== MATERIAL FOR THE TASK

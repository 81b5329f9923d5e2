#![feature(type_alias_impl_trait)]
#![no_std]
#![no_main]
#![warn(clippy::pedantic, clippy::nursery)]
#![allow(dead_code, clippy::module_name_repetitions, clippy::wildcard_imports)]

mod actuator;
mod console;
mod control;

use defmt_rtt as _;
use panic_probe as _;

/// EXTI line the mode button drives (PB5, falling edge).
const BUTTON_LINE: u32 = 1 << 5;

#[rtic::app(device = stm32f0xx_hal::pac, dispatchers = [USART1, TIM14])]
mod app {
    use defmt::*;
    use rtic_monotonics::{
        stm32::{Tim2 as Mono, *},
        Monotonic,
    };
    use rtic_sync::{
        channel::{Receiver, Sender},
        make_channel,
    };
    use stm32f0xx_hal::{
        gpio::{
            gpioa::{PA15, PA2},
            Alternate, Output, Pin, PushPull, AF1,
        },
        pac::{Interrupt, EXTI, IWDG, TIM1, USART2},
        prelude::*,
        pwm::{self, PwmChannels, C1, C2},
        serial::{Event, Serial},
        watchdog::Watchdog,
    };
    use thermostat_core::{debounce::Debouncer, regulator::Regulator};

    use crate::{actuator::PwmActuator, console, control, BUTTON_LINE};

    #[shared]
    struct Shared {
        usart: Serial<USART2, PA2<Alternate<AF1>>, PA15<Alternate<AF1>>>,
    }

    #[local]
    struct Local {
        // Button ISR
        exti: EXTI,
        debounce: Debouncer,
        toggle_tx: Sender<'static, u64, { control::TOGGLE_QUEUE }>,

        // USART RX ISR
        byte_tx: Sender<'static, u8, { control::RX_QUEUE }>,

        // Control task
        regulator: Regulator,
        lamp: PwmActuator<PwmChannels<TIM1, C1>>,
        peltier: PwmActuator<PwmChannels<TIM1, C2>>,
    }

    #[init]
    fn init(mut cx: init::Context) -> (Shared, Local) {
        // SYSCFG clock for the EXTI line routing below, while the raw RCC
        // is still around.
        cx.device.RCC.apb2enr.modify(|_, w| w.syscfgen().set_bit());

        // Set system clock to 24 MHz
        let mut rcc = cx
            .device
            .RCC
            .configure()
            .hsi48()
            .sysclk(24.mhz())
            .pclk(24.mhz())
            .hclk(24.mhz())
            .freeze(&mut cx.device.FLASH);

        trace!("sysclk: {}", rcc.clocks.sysclk().0);

        // Enable tim2 monotonic
        let token = rtic_monotonics::create_stm32_tim2_monotonic_token!();
        Mono::start(24_000_000, token);

        // Setup GPIO
        let gpioa = cx.device.GPIOA.split(&mut rcc);
        let gpiob = cx.device.GPIOB.split(&mut rcc);

        // Status LED doubles as the watchdog feeder
        let pb3 = gpiob.pb3.into_push_pull_output(&cx.cs);
        let _ = heartbeat::spawn(pb3.downgrade(), cx.device.IWDG);

        // Setup USART & USART interrupt
        let mut usart = Serial::usart2(
            cx.device.USART2,
            (
                gpioa.pa2.into_alternate_af1(&cx.cs),
                gpioa.pa15.into_alternate_af1(&cx.cs),
            ),
            115_200.bps(),
            &mut rcc,
        );
        usart.listen(Event::Rxne);
        rtic::pend(Interrupt::USART2);

        // Actuator PWM: TIM1 CH1 drives the lamp, CH2 the Peltier element
        let pwm_pins = (
            gpioa.pa8.into_alternate_af2(&cx.cs),
            gpioa.pa9.into_alternate_af2(&cx.cs),
        );
        let (lamp_pwm, peltier_pwm) = pwm::tim1(cx.device.TIM1, pwm_pins, &mut rcc, 1.khz());
        let lamp = PwmActuator::new(lamp_pwm);
        let peltier = PwmActuator::new(peltier_pwm);

        // Mode button on PB5. The pin handle is not needed after
        // configuration; the mode sticks.
        let _button = gpiob.pb5.into_pull_up_input(&cx.cs);

        // Route EXTI line 5 to port B (EXTICR2[7:4] = 0b0001), then unmask
        // the line and arm the falling-edge trigger.
        cx.device
            .SYSCFG
            .exticr2
            .modify(|r, w| unsafe { w.bits((r.bits() & !0x00F0) | 0x0010) });
        let exti = cx.device.EXTI;
        exti.imr
            .modify(|r, w| unsafe { w.bits(r.bits() | BUTTON_LINE) });
        exti.ftsr
            .modify(|r, w| unsafe { w.bits(r.bits() | BUTTON_LINE) });

        // Queues out of the interrupt handlers
        let (toggle_tx, toggle_rx) = make_channel!(u64, { control::TOGGLE_QUEUE });
        let (byte_tx, byte_rx) = make_channel!(u8, { control::RX_QUEUE });

        // Launch the regulation cycle
        let _ = control_loop::spawn(toggle_rx, byte_rx);

        (
            Shared { usart },
            Local {
                exti,
                debounce: Debouncer::new(),
                toggle_tx,
                byte_tx,
                regulator: Regulator::new(),
                lamp,
                peltier,
            },
        )
    }

    #[idle]
    fn idle(_: idle::Context) -> ! {
        loop {
            cortex_m::asm::wfi();
        }
    }

    #[task(priority = 1)]
    async fn heartbeat(_: heartbeat::Context, mut led: Pin<Output<PushPull>>, wdg: IWDG) {
        // Feed the IWDG at a quarter of its timeout while blinking the
        // status LED.
        let mut wdg = Watchdog::new(wdg);
        wdg.start(1.hz());

        let mut now = Mono::now();
        loop {
            unwrap!(led.toggle());
            wdg.feed();
            now += 250.millis();
            Mono::delay_until(now).await;
        }
    }

    #[task(priority = 2, local = [regulator, lamp, peltier], shared = [usart])]
    async fn control_loop(
        cx: control_loop::Context,
        toggle_rx: Receiver<'static, u64, { control::TOGGLE_QUEUE }>,
        byte_rx: Receiver<'static, u8, { control::RX_QUEUE }>,
    ) {
        crate::control::run(cx, toggle_rx, byte_rx).await;
    }

    #[task(binds = EXTI4_15, local = [exti, debounce, toggle_tx])]
    fn button(cx: button::Context) {
        // Acknowledge the edge first (write-1-to-clear).
        cx.local.exti.pr.write(|w| unsafe { w.bits(BUTTON_LINE) });

        let now_ms = Mono::now().duration_since_epoch().to_millis();
        if cx.local.debounce.accept(now_ms) {
            if cx.local.toggle_tx.try_send(now_ms).is_err() {
                warn!("toggle queue full, press at {=u64} ms dropped", now_ms);
            }
        } else {
            trace!("button bounce at {=u64} ms", now_ms);
        }
    }

    #[task(binds = USART2, shared = [usart], local = [byte_tx])]
    fn usart2(mut cx: usart2::Context) {
        // Drain all available bytes toward the control task
        cx.shared.usart.lock(|usart| loop {
            match usart.read() {
                Ok(byte) => {
                    if cx.local.byte_tx.try_send(byte).is_err() {
                        warn!("rx queue full, byte dropped");
                    }
                }
                Err(nb::Error::WouldBlock) => break,
                Err(nb::Error::Other(e)) => {
                    warn!("usart rx error: {=str}", console::rx_error_str(&e));
                }
            }
        });
    }

    timestamp!("{=u64:us}", {
        Mono::now().duration_since_epoch().to_micros()
    });
}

====

• _YOUR TASK_:
Looking at the records above, which lines contain "PwmActuator"? Copy those lines.

• _EXPECTED OUTPUT_:
    use crate::{actuator::PwmActuator, console, control, BUTTON_LINE};
        lamp: PwmActuator<PwmChannels<TIM1, C1>>,
        peltier: PwmActuator<PwmChannels<TIM1, C2>>,
        let lamp = PwmActuator::new(lamp_pwm);
        let peltier = PwmActuator::new(peltier_pwm);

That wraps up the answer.